13 Maret kepada kelompok kerja anti-penyalahgunaan RIPE menganggap pembajakan BGP (hjjack) sebagai pelanggaran kebijakan RIPE. Jika proposal diterima, penyedia Internet yang diserang oleh intersepsi lalu lintas akan memiliki kesempatan untuk mengirimkan permintaan khusus untuk mengungkap penyerang. Jika tim peninjau mengumpulkan cukup bukti pendukung, LIR yang menjadi sumber penyadapan BGP akan dianggap sebagai penyusup dan dapat dicabut status LIR-nya. Ada juga beberapa argumen perubahan.
Dalam publikasi ini kami ingin menunjukkan contoh serangan yang tidak hanya menanyakan penyerang sebenarnya, tetapi juga seluruh daftar awalan yang terpengaruh. Selain itu, serangan semacam itu kembali menimbulkan pertanyaan tentang motif intersepsi lalu lintas jenis ini di masa depan.
Selama beberapa tahun terakhir, hanya konflik seperti MOAS (Multiple Origin Autonomous System) yang diliput media sebagai intersepsi BGP. MOAS adalah kasus khusus di mana dua sistem otonom yang berbeda mengiklankan awalan yang bertentangan dengan ASN yang sesuai di AS_PATH (ASN pertama di AS_PATH, selanjutnya disebut ASN asal). Namun, setidaknya kami dapat menyebutkannya intersepsi lalu lintas, memungkinkan penyerang memanipulasi atribut AS_PATH untuk berbagai tujuan, termasuk melewati pendekatan modern untuk pemfilteran dan pemantauan. Jenis serangan yang diketahui - jenis intersepsi yang terakhir, tetapi sama sekali tidak penting. Sangat mungkin bahwa serangan seperti ini persis seperti yang kita lihat dalam beberapa minggu terakhir. Peristiwa semacam itu bersifat wajar dan mempunyai akibat yang cukup serius.
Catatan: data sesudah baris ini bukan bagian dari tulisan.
#[derive(Debug, Clone, Default, Args, Deserialize)]
#[serde(rename_all = "kebab-case")]
pub struct AspectListFlags {
    #[arg(long)]
    pub entity: Option<String>,
    #[arg(long)]
    pub schema: Option<String>,
    #[arg(long)]
    pub content_path: Option<String>,
    #[arg(long)]
    pub at_time: Option<String>,
    #[arg(long)]
    pub limit: Option<String>,
    #[arg(long)]
    pub filter: Option<String>,
    #[arg(long)]
    pub order_by: Option<String>,
    #[arg(long)]
    pub order_direction: Option<String>,
    #[arg(long)]
    pub include_content: Option<String>,
    #[arg(long)]
    pub page: Option<String>,
}

impl AspectListFlags {
    pub fn build(&self) -> BuildResult<AspectListPayload> {
        Ok(AspectListPayload {
            entity: parse_opt_uri("entity", self.entity.as_deref())?,
            schema: self.schema.clone(),
            content_path: self.content_path.clone(),
            at_time: parse_datetime("at-time", self.at_time.as_deref())?,
            limit: parse_i64("limit", self.limit.as_deref())?,
            filter: self.filter.clone(),
            order_by: self.order_by.clone(),
            order_direction: self.order_direction.clone(),
            include_content: parse_bool("include-content", self.include_content.as_deref())?,
            page: self.page.clone(),
        })
    }
}

/// `entity-id`, `schema` and `policy-id` of metadata writes.
#[derive(Debug, Clone, Default, Args, Deserialize)]
#[serde(rename_all = "kebab-case")]
pub struct MetadataWriteFlags {
    #[arg(long)]
    pub entity_id: Option<String>,
    #[arg(long)]
    pub schema: Option<String>,
    #[arg(long)]
    pub policy_id: Option<String>,
}

impl MetadataWriteFlags {
    pub fn build(&self, aspect: Value) -> BuildResult<AddPayload> {
        Ok(AddPayload {
            entity_id: parse_uri("entity-id", require("entity-id", self.entity_id.as_deref())?)?,
            schema: parse_uri("schema", require("schema", self.schema.as_deref())?)?,
            policy_id: parse_opt_uri("policy-id", self.policy_id.as_deref())?,
            aspect,
        })
    }

    /// Entity and schema are optional here; the replaced record supplies them.
    pub fn build_update(&self, id: &str, aspect: Value) -> BuildResult<UpdateRecordPayload> {
        Ok(UpdateRecordPayload {
            id: parse_uuid("id", id)?,
            entity_id: parse_opt_uri("entity-id", self.entity_id.as_deref())?,
            schema: parse_opt_uri("schema", self.schema.as_deref())?,
            policy_id: parse_opt_uri("policy-id", self.policy_id.as_deref())?,
            aspect,
        })
    }
}

#[derive(Debug, Clone, Default, Args, Deserialize)]
#[serde(rename_all = "kebab-case")]
pub struct MetadataListFlags {
    #[arg(long)]
    pub entity_id: Option<String>,
    #[arg(long)]
    pub schema: Option<String>,
    #[arg(long)]
    pub aspect_path: Option<String>,
    #[arg(long)]
    pub at_time: Option<String>,
    #[arg(long)]
    pub limit: Option<String>,
    #[arg(long)]
    pub filter: Option<String>,
    #[arg(long)]
    pub order_by: Option<String>,
    #[arg(long)]
    pub order_desc: Option<String>,
    #[arg(long)]
    pub page: Option<String>,
}

impl MetadataListFlags {
    pub fn build(&self) -> BuildResult<MetadataListPayload> {
        Ok(MetadataListPayload {
            entity_id: parse_opt_uri("entity-id", self.entity_id.as_deref())?,
            schema: self.schema.clone(),
            aspect_path: self.aspect_path.clone(),
            at_time: parse_datetime("at-time", self.at_time.as_deref())?,
            limit: parse_i64("limit", self.limit.as_deref())?,
            filter: self.filter.clone(),
            order_by: self.order_by.clone(),
            order_desc: parse_bool("order-desc", self.order_desc.as_deref())?,
            page: self.page.clone(),
        })
    }
}

#[derive(Debug, Clone, Default, Args, Deserialize)]
pub struct PackageListFlags {
    #[arg(long)]
    pub tag: Option<String>,
    #[arg(long)]
    pub limit: Option<String>,
    #[arg(long)]
    pub page: Option<String>,
}

impl PackageListFlags {
    pub fn build(&self) -> BuildResult<PackageListPayload> {
        Ok(PackageListPayload {
            tag: self.tag.clone(),
            limit: parse_i64("limit", self.limit.as_deref())?,
            page: self.page.clone(),
        })
    }
}

#[derive(Debug, Clone, Default, Args, Deserialize)]
pub struct PullFlags {
    #[arg(long = "ref")]
    #[serde(rename = "ref")]
    pub reference: Option<String>,
    #[arg(long = "type")]
    #[serde(rename = "type")]
    pub type_: Option<String>,
    #[arg(long)]
    pub digest: Option<String>,
    #[arg(long)]
    pub offset: Option<String>,
}

impl PullFlags {
    pub fn build(&self) -> BuildResult<PullPayload> {
        let offset = parse_i64("offset", self.offset.as_deref())?;
        if offset.is_some_and(|o| o < 0) {
            return Err(BuildError::new("offset", self.offset.as_deref(), "must not be negative"));
        }
        Ok(PullPayload {
            reference: self.reference.clone(),
            type_: parse_blob_type("type", require("type", self.type_.as_deref())?)?,
            digest: parse_digest("digest", self.digest.as_deref())?,
            offset,
        })
    }
}

/// Query (`tag`, `type`) and headers (`Digest`, `Force`, `Start`, `End`) of a push.
#[derive(Debug, Clone, Default, Args)]
pub struct PushFlags {
    #[arg(long)]
    pub tag: Option<String>,
    #[arg(long = "type")]
    pub type_: Option<String>,
    #[arg(long)]
    pub digest: Option<String>,
    #[arg(long)]
    pub force: Option<String>,
    #[arg(long)]
    pub start: Option<String>,
    #[arg(long)]
    pub end: Option<String>,
}

impl PushFlags {
    pub fn build(&self) -> BuildResult<PushPayload> {
        Ok(PushPayload {
            tag: require("tag", self.tag.as_deref())?.to_string(),
            type_: parse_blob_type("type", require("type", self.type_.as_deref())?)?,
            digest: parse_digest("Digest", self.digest.as_deref())?,
            force: parse_bool("Force", self.force.as_deref())?.unwrap_or(false),
            start: parse_i64("Start", self.start.as_deref())?,
            end: parse_i64("End", self.end.as_deref())?,
        })
    }
}

#[derive(Debug, Clone, Default, Args, Deserialize)]
pub struct PushStatusFlags {
    #[arg(long)]
    pub tag: Option<String>,
    #[arg(long)]
    pub digest: Option<String>,
}

impl PushStatusFlags {
    pub fn build(&self) -> BuildResult<(String, String)> {
        let tag = require("tag", self.tag.as_deref())?.to_string();
        let digest = require("digest", self.digest.as_deref())?;
        validate_digest("digest", digest)
            .map_err(|e| BuildError::from_validation("digest", digest, e))?;
        Ok((tag, digest.to_string()))
    }
}

#[derive(Debug, Clone, Default, Args, Deserialize)]
pub struct TagFlags {
    #[arg(long)]
    pub tag: Option<String>,
}

impl TagFlags {
    pub fn build(&self) -> BuildResult<String> {
        Ok(require("tag", self.tag.as_deref())?.to_string())
    }
}

#[derive(Debug, Clone, Default, Args, Deserialize)]
#[serde(rename_all = "kebab-case")]
pub struct ForceCreateFlags {
    #[arg(long)]
    pub force_create: Option<String>,
}

impl ForceCreateFlags {
    pub fn build(&self) -> BuildResult<bool> {
        Ok(parse_bool("force-create", self.force_create.as_deref())?.unwrap_or(false))
    }
}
Mereka yang mencari versi TL;DR dapat menggulir ke subtitle "Perfect Attack".
Latar belakang jaringan
(untuk membantu Anda lebih memahami proses yang terlibat dalam insiden ini)
Jika Anda ingin mengirim sebuah paket dan Anda memiliki beberapa awalan di tabel routing yang berisi alamat IP tujuan, maka Anda akan menggunakan rute untuk awalan dengan panjang terpanjang. Jika ada beberapa rute berbeda untuk awalan yang sama di tabel routing, Anda akan memilih yang terbaik (sesuai dengan mekanisme pemilihan jalur terbaik).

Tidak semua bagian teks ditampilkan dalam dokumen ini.